LD: No, I wouldn’t say there’s some essential truth that is cloaked by style—if I’ve understood your question. I’d say that if I were to translate into my own style rather than preserving, insofar as I could, the style of the original, I would change the nature of the work in an essential way.
I tried, once, for fun, translating Laurence Sterne into more contemporary English. It worked to some extent—some of the narrative content was preserved, some of the humor, quirkiness, etc.—but it was painful. Each time I abandoned some phrasing of his in favor of an “updated” version, an essential, delightful peculiarity of the work was lost.
BLVR: So you’re talking about the need, as a translator, to avoid covering the writer’s style with one’s own. Beckett, on the other hand, seems to suggest the possibility of writing without style. Do you think that’s possible? Maybe he was referring only to writing without the burden of his own familiar English-language style.

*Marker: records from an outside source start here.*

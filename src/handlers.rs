use crate::errors::AppError;
use crate::models::{CreateGoalRequest, GoalIdRequest, PendingGoal};
use crate::mutations;
use crate::state::AppState;
use crate::summary::{build_view, SummaryState, SummaryView};
use crate::ui::{render_index, Notice};
use axum::{
    extract::{Query, State},
    http::StatusCode,
    response::{Html, Redirect},
    Form, Json,
};
use serde::Deserialize;
use std::sync::Arc;
use tokio::time::timeout;
use tracing::warn;

#[derive(Debug, Default, Deserialize)]
pub struct IndexParams {
    pub notice: Option<String>,
}

pub async fn index(
    State(state): State<AppState>,
    Query(params): Query<IndexParams>,
) -> Html<String> {
    let (summary, pending) = tokio::join!(load_summary(&state), load_pending_goals(&state));
    let notice = params.notice.as_deref().and_then(Notice::parse);
    Html(render_index(
        &summary,
        pending.as_deref().map(Vec::as_slice),
        notice,
        state.locale,
    ))
}

pub async fn get_summary(State(state): State<AppState>) -> Result<Json<SummaryView>, AppError> {
    match load_summary(&state).await {
        SummaryState::Ready(view) => Ok(Json(view)),
        SummaryState::Loading => Err(AppError::unavailable("summary is still loading")),
        SummaryState::Failed(message) => Err(AppError::upstream(message)),
    }
}

pub async fn get_pending_goals(
    State(state): State<AppState>,
) -> Result<Json<Vec<PendingGoal>>, AppError> {
    let api = Arc::clone(&state.api);
    let goals = state
        .queries
        .pending_goals()
        .fetch(move || async move { api.get_pending_goals().await })
        .await?;
    Ok(Json(goals.as_ref().clone()))
}

pub async fn remove_completion(
    State(state): State<AppState>,
    Json(payload): Json<GoalIdRequest>,
) -> Result<StatusCode, AppError> {
    let goal_id = required_goal_id(&payload)?;
    mutations::remove_completion(state.api.as_ref(), &state.queries, goal_id).await?;
    Ok(StatusCode::NO_CONTENT)
}

pub async fn create_completion(
    State(state): State<AppState>,
    Json(payload): Json<GoalIdRequest>,
) -> Result<StatusCode, AppError> {
    let goal_id = required_goal_id(&payload)?;
    mutations::create_completion(state.api.as_ref(), &state.queries, goal_id).await?;
    Ok(StatusCode::NO_CONTENT)
}

pub async fn create_goal(
    State(state): State<AppState>,
    Json(payload): Json<CreateGoalRequest>,
) -> Result<StatusCode, AppError> {
    let goal =
        mutations::validate_goal(payload).map_err(|err| AppError::bad_request(err.to_string()))?;
    mutations::create_goal(state.api.as_ref(), &state.queries, &goal).await?;
    Ok(StatusCode::NO_CONTENT)
}

pub async fn remove_completion_form(
    State(state): State<AppState>,
    Form(payload): Form<GoalIdRequest>,
) -> Redirect {
    let Ok(goal_id) = required_goal_id(&payload) else {
        warn!("rejected undo form without a goal id");
        return redirect_home(false, Notice::UndoFailed);
    };
    let result = mutations::remove_completion(state.api.as_ref(), &state.queries, goal_id).await;
    redirect_home(result.is_ok(), Notice::UndoFailed)
}

pub async fn create_completion_form(
    State(state): State<AppState>,
    Form(payload): Form<GoalIdRequest>,
) -> Redirect {
    let Ok(goal_id) = required_goal_id(&payload) else {
        warn!("rejected completion form without a goal id");
        return redirect_home(false, Notice::CompleteFailed);
    };
    let result = mutations::create_completion(state.api.as_ref(), &state.queries, goal_id).await;
    redirect_home(result.is_ok(), Notice::CompleteFailed)
}

/// Raw new-goal form fields. Both are optional on the wire so a bad post
/// lands on the page notice instead of an extractor rejection.
#[derive(Debug, Default, Deserialize)]
#[serde(rename_all = "camelCase")]
pub struct GoalForm {
    #[serde(default)]
    pub title: String,
    #[serde(default)]
    pub desired_weekly_frequency: String,
}

pub async fn create_goal_form(
    State(state): State<AppState>,
    Form(payload): Form<GoalForm>,
) -> Redirect {
    let Ok(desired_weekly_frequency) = payload.desired_weekly_frequency.trim().parse() else {
        warn!(
            frequency = %payload.desired_weekly_frequency,
            "rejected goal form: frequency is not a number"
        );
        return redirect_home(false, Notice::CreateFailed);
    };
    let goal = match mutations::validate_goal(CreateGoalRequest {
        title: payload.title,
        desired_weekly_frequency,
    }) {
        Ok(goal) => goal,
        Err(err) => {
            warn!("rejected goal form: {err}");
            return redirect_home(false, Notice::CreateFailed);
        }
    };
    let result = mutations::create_goal(state.api.as_ref(), &state.queries, &goal).await;
    redirect_home(result.is_ok(), Notice::CreateFailed)
}

/// Reads the summary query, bounded by the render timeout.
///
/// Only the wait is bounded: a fetch still running at the deadline keeps
/// going and fills the cache for a later render. When a refresh fails or
/// times out, the last loaded aggregate is shown instead.
pub async fn load_summary(state: &AppState) -> SummaryState {
    let query = state.queries.summary();
    let api = Arc::clone(&state.api);
    let fetched = timeout(
        state.render_timeout,
        query.fetch(move || async move { api.get_summary().await }),
    )
    .await;

    let summary = match fetched {
        Ok(Ok(summary)) => summary,
        Ok(Err(err)) => match query.data() {
            Some(previous) => {
                warn!("summary refresh failed, showing previous data: {err}");
                previous
            }
            None => {
                warn!("summary fetch failed: {err}");
                return SummaryState::Failed(err.to_string());
            }
        },
        Err(_) => match query.data() {
            Some(previous) => previous,
            None => {
                warn!(timeout = ?state.render_timeout, "summary not loaded in time");
                return SummaryState::Loading;
            }
        },
    };

    SummaryState::Ready(build_view(&summary, state.locale, state.day_order))
}

async fn load_pending_goals(state: &AppState) -> Option<Arc<Vec<PendingGoal>>> {
    let query = state.queries.pending_goals();
    let api = Arc::clone(&state.api);
    let fetched = timeout(
        state.render_timeout,
        query.fetch(move || async move { api.get_pending_goals().await }),
    )
    .await;

    match fetched {
        Ok(Ok(goals)) => Some(goals),
        Ok(Err(err)) => {
            warn!("pending goals fetch failed: {err}");
            query.data()
        }
        Err(_) => query.data(),
    }
}

fn required_goal_id(payload: &GoalIdRequest) -> Result<&str, AppError> {
    let goal_id = payload.goal_id.trim();
    if goal_id.is_empty() {
        return Err(AppError::bad_request("goalId must not be empty"));
    }
    Ok(goal_id)
}

fn redirect_home(ok: bool, notice: Notice) -> Redirect {
    if ok {
        Redirect::to("/")
    } else {
        Redirect::to(&format!("/?notice={}", notice.as_str()))
    }
}

#[cfg(test)]
mod tests {
    use super::*;
    use crate::config::Config;
    use crate::models::{CompletionRecord, GoalsPerDay, SummaryAggregate};
    use crate::mutations::tests::FakeApi;
    use crate::query::QueryKey;
    use axum::response::IntoResponse;
    use std::time::Duration;

    fn state_with(api: FakeApi) -> (AppState, Arc<FakeApi>) {
        state_with_config(api, &Config::default())
    }

    fn state_with_config(api: FakeApi, config: &Config) -> (AppState, Arc<FakeApi>) {
        let api = Arc::new(api);
        let state = AppState::new(api.clone(), config);
        (state, api)
    }

    fn count(api: &FakeApi, call: &str) -> usize {
        api.calls().iter().filter(|recorded| recorded.as_str() == call).count()
    }

    fn sample_summary() -> SummaryAggregate {
        SummaryAggregate {
            completed: 3,
            total_goals: 10,
            goals_per_day: Some(GoalsPerDay(vec![(
                "2024-01-01".into(),
                vec![CompletionRecord {
                    id: "a".into(),
                    title: "Read".into(),
                    completed_at: "2024-01-01T10:00:00Z".parse().unwrap(),
                }],
            )])),
        }
    }

    #[tokio::test]
    async fn summary_view_derives_percentage() {
        let (state, _) = state_with(FakeApi {
            summary: sample_summary(),
            ..FakeApi::default()
        });

        let Json(view) = get_summary(State(state)).await.unwrap();

        assert_eq!(view.completed_percentage, 30);
        assert_eq!(view.days[0].entries[0].title, "Read");
    }

    #[tokio::test]
    async fn form_removal_redirects_and_invalidates() {
        let (state, api) = state_with(FakeApi::default());
        load_summary(&state).await;

        let response = remove_completion_form(
            State(state.clone()),
            Form(GoalIdRequest {
                goal_id: "x".into(),
            }),
        )
        .await
        .into_response();

        assert_eq!(response.status(), StatusCode::SEE_OTHER);
        assert_eq!(response.headers()["location"], "/");
        assert!(state.queries.is_stale(QueryKey::Summary));
        assert!(state.queries.is_stale(QueryKey::PendingGoals));
        assert!(api.calls().contains(&"DELETE /remove-completions x".to_string()));
    }

    #[tokio::test]
    async fn failed_form_removal_carries_notice() {
        let (state, _) = state_with(FakeApi::failing());

        let response = remove_completion_form(
            State(state.clone()),
            Form(GoalIdRequest {
                goal_id: "x".into(),
            }),
        )
        .await
        .into_response();

        assert_eq!(response.headers()["location"], "/?notice=undo-failed");
        assert!(state.queries.is_stale(QueryKey::Summary));
    }

    #[tokio::test]
    async fn failed_api_removal_is_bad_gateway() {
        let (state, _) = state_with(FakeApi::failing());

        let err = remove_completion(
            State(state),
            Json(GoalIdRequest {
                goal_id: "x".into(),
            }),
        )
        .await
        .unwrap_err();

        assert_eq!(err.status, StatusCode::BAD_GATEWAY);
    }

    #[tokio::test]
    async fn invalid_goal_never_reaches_api() {
        let (state, api) = state_with(FakeApi::default());

        let err = create_goal(
            State(state),
            Json(CreateGoalRequest {
                title: " ".into(),
                desired_weekly_frequency: 3,
            }),
        )
        .await
        .unwrap_err();

        assert_eq!(err.status, StatusCode::BAD_REQUEST);
        assert!(api.calls().is_empty());
    }

    #[tokio::test(start_paused = true)]
    async fn slow_summary_is_ready_on_a_later_render() {
        let config = Config {
            render_timeout: Duration::from_millis(100),
            ..Config::default()
        };
        let (state, api) = state_with_config(
            FakeApi {
                summary: sample_summary(),
                delay: Duration::from_millis(200),
                ..FakeApi::default()
            },
            &config,
        );

        assert!(matches!(load_summary(&state).await, SummaryState::Loading));

        tokio::time::sleep(Duration::from_secs(2)).await;

        let SummaryState::Ready(view) = load_summary(&state).await else {
            panic!("summary should be ready once the slow fetch lands");
        };
        assert_eq!(view.completed_percentage, 30);
        assert_eq!(count(&api, "GET /summary"), 1);
    }

    #[tokio::test]
    async fn blank_goal_id_form_redirects_with_notice() {
        let (state, api) = state_with(FakeApi::default());

        let undo = remove_completion_form(
            State(state.clone()),
            Form(GoalIdRequest {
                goal_id: "  ".into(),
            }),
        )
        .await
        .into_response();
        let complete = create_completion_form(
            State(state),
            Form(GoalIdRequest {
                goal_id: String::new(),
            }),
        )
        .await
        .into_response();

        assert_eq!(undo.headers()["location"], "/?notice=undo-failed");
        assert_eq!(complete.headers()["location"], "/?notice=complete-failed");
        assert!(api.calls().is_empty());
    }

    #[tokio::test]
    async fn non_numeric_frequency_redirects_with_notice() {
        let (state, api) = state_with(FakeApi::default());

        for frequency in ["abc", ""] {
            let response = create_goal_form(
                State(state.clone()),
                Form(GoalForm {
                    title: "Read".into(),
                    desired_weekly_frequency: frequency.into(),
                }),
            )
            .await
            .into_response();

            assert_eq!(response.status(), StatusCode::SEE_OTHER);
            assert_eq!(response.headers()["location"], "/?notice=create-failed");
        }
        assert!(api.calls().is_empty());
    }

    #[tokio::test]
    async fn goal_form_creates_goal() {
        let (state, api) = state_with(FakeApi::default());

        let response = create_goal_form(
            State(state),
            Form(GoalForm {
                title: " Read ".into(),
                desired_weekly_frequency: "3".into(),
            }),
        )
        .await
        .into_response();

        assert_eq!(response.headers()["location"], "/");
        assert_eq!(api.calls(), ["POST /goals Read"]);
    }
}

LD: I don’t believe, in the end, that there is any such thing as no style. Even a very neutral, plain style, one that doesn’t use colloquialisms, lyrical flourishes, heavy supplies of metaphor, etc., is a style, and it becomes a writer’s characteristic style just as much as a thicker, richer deployment of idiom and vocabulary. I would have to go look for Beckett’s own explanation, but I can imagine that he might have been resisting a Joycean sort of profusion that would have been natural to him in both speaking and writing English.